The Role of a Squeeze Film Damper
Rotating equipment requires damping to control vibrations and prevent them from damaging the rotor, bearings and other components.
While fluid film bearings provide a significant amount of damping, it may not be sufficient for all rotating machinery. An additional means of increasing “effective” damping may be needed.
A squeeze film damper is a layer of film between the bearing and the housing that softens the bearing support to increase damping effectiveness. This film is in addition to the hydrodynamic film between the bearing and the shaft.
Squeeze Film Damper Benefits
The result of using an engineered damper can be:
- Increased stability
- Reduced rotor response
- Increased separation margin between operating speed and critical speeds
- A reduction in forces transmitted from rotor to ground
- Reduced pedestal vibrations
- Reduced bearing wear
- Decreased sensitivity to changes to the rotor, such as material buildup on a rotating component
Squeeze film dampers are typically used on high-speed machinery and/or with a flexible rotor.

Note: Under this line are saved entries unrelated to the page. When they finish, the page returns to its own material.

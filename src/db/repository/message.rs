use std::str::FromStr;

use rusqlite::{params, Connection};
use uuid::Uuid;

use super::{parse_db_timestamp, to_db_timestamp};
use crate::db::DatabaseError;
use crate::models::enums::MessageRole;
use crate::models::Message;

/// Append one message. The log is append-only: there is no update or delete.
pub fn insert_message(conn: &Connection, msg: &Message) -> Result<(), DatabaseError> {
    let meta = msg
        .meta
        .as_ref()
        .map(serde_json::to_string)
        .transpose()
        .map_err(|e| DatabaseError::ConstraintViolation(e.to_string()))?;

    conn.execute(
        "INSERT INTO messages (id, encounter_id, role, content, created_at, meta)
         VALUES (?1, ?2, ?3, ?4, ?5, ?6)",
        params![
            msg.id.to_string(),
            msg.encounter_id.to_string(),
            msg.role.as_str(),
            msg.content,
            to_db_timestamp(&msg.created_at),
            meta,
        ],
    )?;
    Ok(())
}

/// Raw `(id, role, content)` rows in log order, role left unparsed.
///
/// Ascending by `created_at`; ties resolved by insertion order.
pub fn get_raw_messages_by_encounter(
    conn: &Connection,
    encounter_id: &Uuid,
) -> Result<Vec<(String, String, String)>, DatabaseError> {
    let mut stmt = conn.prepare(
        "SELECT id, role, content FROM messages
         WHERE encounter_id = ?1
         ORDER BY created_at ASC, rowid ASC",
    )?;

    let rows = stmt.query_map(params![encounter_id.to_string()], |row| {
        Ok((row.get(0)?, row.get(1)?, row.get(2)?))
    })?;

    let mut messages = Vec::new();
    for row in rows {
        messages.push(row?);
    }
    Ok(messages)
}

/// Fully typed messages in log order.
pub fn get_messages_by_encounter(
    conn: &Connection,
    encounter_id: &Uuid,
) -> Result<Vec<Message>, DatabaseError> {
    let mut stmt = conn.prepare(
        "SELECT id, encounter_id, role, content, created_at, meta
         FROM messages WHERE encounter_id = ?1
         ORDER BY created_at ASC, rowid ASC",
    )?;

    let rows = stmt.query_map(params![encounter_id.to_string()], |row| {
        Ok(MessageRow {
            id: row.get(0)?,
            encounter_id: row.get(1)?,
            role: row.get(2)?,
            content: row.get(3)?,
            created_at: row.get(4)?,
            meta: row.get(5)?,
        })
    })?;

    let mut messages = Vec::new();
    for row in rows {
        messages.push(message_from_row(row?)?);
    }
    Ok(messages)
}

struct MessageRow {
    id: String,
    encounter_id: String,
    role: String,
    content: String,
    created_at: String,
    meta: Option<String>,
}

fn message_from_row(row: MessageRow) -> Result<Message, DatabaseError> {
    Ok(Message {
        id: Uuid::parse_str(&row.id)
            .map_err(|e| DatabaseError::ConstraintViolation(e.to_string()))?,
        encounter_id: Uuid::parse_str(&row.encounter_id)
            .map_err(|e| DatabaseError::ConstraintViolation(e.to_string()))?,
        role: MessageRole::from_str(&row.role)?,
        content: row.content,
        created_at: parse_db_timestamp(&row.created_at)?,
        meta: row
            .meta
            .as_deref()
            .map(serde_json::from_str)
            .transpose()
            .map_err(|e| DatabaseError::ConstraintViolation(e.to_string()))?,
    })
}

Conventional Squeeze Film Dampers
A conventional squeeze film damper generates damping by squeezing oil in the damper film.
The damping is governed by the circumferential film flow, which makes it difficult to control oil flow resistance and create non-linear damping. The damper’s performance can also be affected by vibration amplitude and frequency.
Integral Squeeze Film Dampers
ISFD® technology from Waukesha Bearings provides more precise control of the damping, as well as the stiffness.
The segmented ISFD design prevents circumferential flow and controls damping by flow resistance at the oil supply nozzle. It absorbs energy more like a shock absorber.
Stiffness of the ISFD design is defined by integral “S” shape springs, allowing for better predictability and precise placement of critical speeds and rotor modes.